* What to do:
Each line in the entries below that holds the string "requested" is to be listed.
━━━━━ Data shown ━━━━━
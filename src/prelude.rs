pub use orbiter_core::*;

use thiserror::Error;

use crate::migrations::MigrationError;

#[derive(Debug, Error)]
pub enum Error {
    #[error("Invalid database type '{0}'")]
    InvalidType(String),

    #[error("given database name is a valid address, give only the name: {0}")]
    NameIsAddress(String),

    #[error("database '{0}' already exists")]
    AlreadyExists(String),

    #[error("database '{address}' is type '{actual}' but was opened as '{requested}'")]
    TypeMismatch {
        address: String,
        actual: String,
        requested: String,
    },

    #[error("'create' is not set, cannot open '{0}' by name")]
    CreateNotSet(String),

    #[error("database type not provided, give one of: {0}")]
    TypeMissing(String),

    #[error("database '{0}' does not exist locally")]
    NotFoundLocally(String),

    #[error("invariant violation: {0}")]
    InvariantViolation(String),

    #[error(transparent)]
    Address(#[from] AddressError),

    #[error(transparent)]
    ObjectStore(#[from] ObjectStoreError),

    #[error(transparent)]
    PubSub(#[from] PubSubError),

    #[error(transparent)]
    Cache(#[from] CacheError),

    #[error(transparent)]
    Keystore(#[from] KeystoreError),

    #[error(transparent)]
    Access(#[from] AccessError),

    #[error(transparent)]
    Store(#[from] StoreError),

    #[error(transparent)]
    Migration(#[from] MigrationError),

    #[error(transparent)]
    Registry(#[from] RegistryError),

    #[error("io error: {0}")]
    Io(#[from] std::io::Error),
}
//! Store instantiation, registration and teardown.

use std::sync::{Arc, Weak};

use async_trait::async_trait;
use tokio::sync::broadcast;
use tracing::{debug, warn};

use crate::controller::Shared;
use crate::prelude::*;

/// Parameters the façade resolves before a store is constructed.
pub(crate) struct CreateStoreParams<P: Platform> {
    pub db_type: String,
    pub address: Address,
    pub cache: CacheOf<P>,
    pub identity: Option<Identity>,
    pub replicate: bool,
    pub access_controller_address: Option<String>,
    pub access_spec: AccessSpec,
    pub defaults: serde_json::Map<String, serde_json::Value>,
}

/// Fallback policy when no access-controller address is given: the store
/// identity is the single writer.
struct SelfWriteController {
    write: Vec<String>,
}

impl AccessController for SelfWriteController {
    fn write(&self) -> &[String] {
        &self.write
    }
}

/// Close callback injected into every store. Holds the controller state
/// weakly; a store outliving its controller closes without effect.
pub(crate) struct CloseHook<P: Platform> {
    shared: Weak<Shared<P>>,
}

#[async_trait]
impl<P: Platform> CloseSink for CloseHook<P> {
    async fn store_closed(&self, address: &Address) {
        let Some(shared) = self.shared.upgrade() else {
            return;
        };

        shared.release_store(address).await;
    }
}

impl<P: Platform> Shared<P> {
    /// Instantiate a store for a type tag, wire its events, register it
    /// and bind it to pubsub. The registration replaces any prior store
    /// under the same address.
    pub(crate) async fn create_store(
        self: &Arc<Self>,
        params: CreateStoreParams<P>,
    ) -> Result<SharedStore, Error> {
        let ctor = self
            .registry
            .resolve(&params.db_type)
            .cloned()
            .ok_or_else(|| Error::InvalidType(params.db_type.clone()))?;

        let access: SharedAccessController = match &params.access_controller_address {
            Some(path) => {
                let env = self.access_env();
                self.access
                    .resolve(&env, path, &params.access_spec)
                    .await?
            }
            None => Arc::new(SelfWriteController {
                write: vec![self.identity.id.clone()],
            }),
        };

        let identity = params.identity.unwrap_or_else(|| self.identity.clone());

        let on_close: Arc<dyn CloseSink> = Arc::new(CloseHook {
            shared: Arc::downgrade(self),
        });

        let context = StoreContext::<P> {
            object_store: self.object_store.clone(),
            identity,
            address: params.address.clone(),
            keystore: self.keystore.clone(),
            cache: params.cache,
            access,
            on_close: Some(on_close),
            options: StoreOptions {
                replicate: params.replicate,
                defaults: params.defaults,
            },
        };

        let store = ctor(context)?;

        self.spawn_write_forwarder(&store, params.replicate);

        let topic = params.address.to_string();

        self.stores.lock().unwrap().insert(topic.clone(), store.clone());

        // subscription comes strictly after registration so any dispatched
        // message finds the store
        if params.replicate && self.pubsub.is_some() {
            self.subscribe_topic(&params.address).await?;
        }

        debug!(address = %topic, db_type = %params.db_type, "store registered");

        Ok(store)
    }

    /// Publish the heads of a local write on the store's topic.
    pub(crate) async fn on_write(&self, address: &str, heads: &[Entry]) -> Result<(), Error> {
        if heads.is_empty() {
            return Err(Error::InvariantViolation(format!(
                "write event on '{address}' carried no heads"
            )));
        }

        if let Some(pubsub) = &self.pubsub {
            pubsub.publish(address, heads).await?;
        }

        Ok(())
    }

    /// Remove a store from the live map and tear down its pubsub binding.
    /// Idempotent; never raises for unknown addresses.
    pub(crate) async fn release_store(&self, address: &Address) {
        let key = address.to_string();

        let removed = self.stores.lock().unwrap().remove(&key);

        // the forwarder exits on its own once it sees the Closed event
        let _ = self.forwarders.lock().unwrap().remove(&key);

        if let Some(handle) = self.dispatchers.lock().unwrap().remove(&key) {
            handle.abort();
        }

        if let Some(pubsub) = &self.pubsub {
            if let Err(error) = pubsub.unsubscribe(&key).await {
                debug!(%error, topic = %key, "unsubscribe after close");
            }
        }

        if removed.is_some() {
            debug!(address = %key, "store released");
        }
    }

    /// Forward the store's write events to pubsub, preserving emission
    /// order. The task ends when the store closes.
    fn spawn_write_forwarder(self: &Arc<Self>, store: &SharedStore, replicate: bool) {
        let mut events = store.events().subscribe();
        let shared = Arc::downgrade(self);
        let key = store.address().to_string();

        let handle = tokio::spawn(async move {
            loop {
                match events.recv().await {
                    Ok(StoreEvent::Write { address, heads }) => {
                        let Some(shared) = shared.upgrade() else {
                            break;
                        };

                        if !replicate {
                            continue;
                        }

                        if let Err(error) = shared.on_write(&address, &heads).await {
                            warn!(%error, %address, "failed to publish write");
                        }
                    }
                    Ok(StoreEvent::Closed { .. }) => break,
                    Ok(_) => continue,
                    Err(broadcast::error::RecvError::Lagged(skipped)) => {
                        warn!(skipped, "store event bus lagged");
                        continue;
                    }
                    Err(broadcast::error::RecvError::Closed) => break,
                }
            }
        });

        self.forwarders.lock().unwrap().insert(key, handle);
    }
}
━━━━━
* Task solution:
    #[error("database '{address}' is type '{actual}' but was opened as '{requested}'")]
        requested: String,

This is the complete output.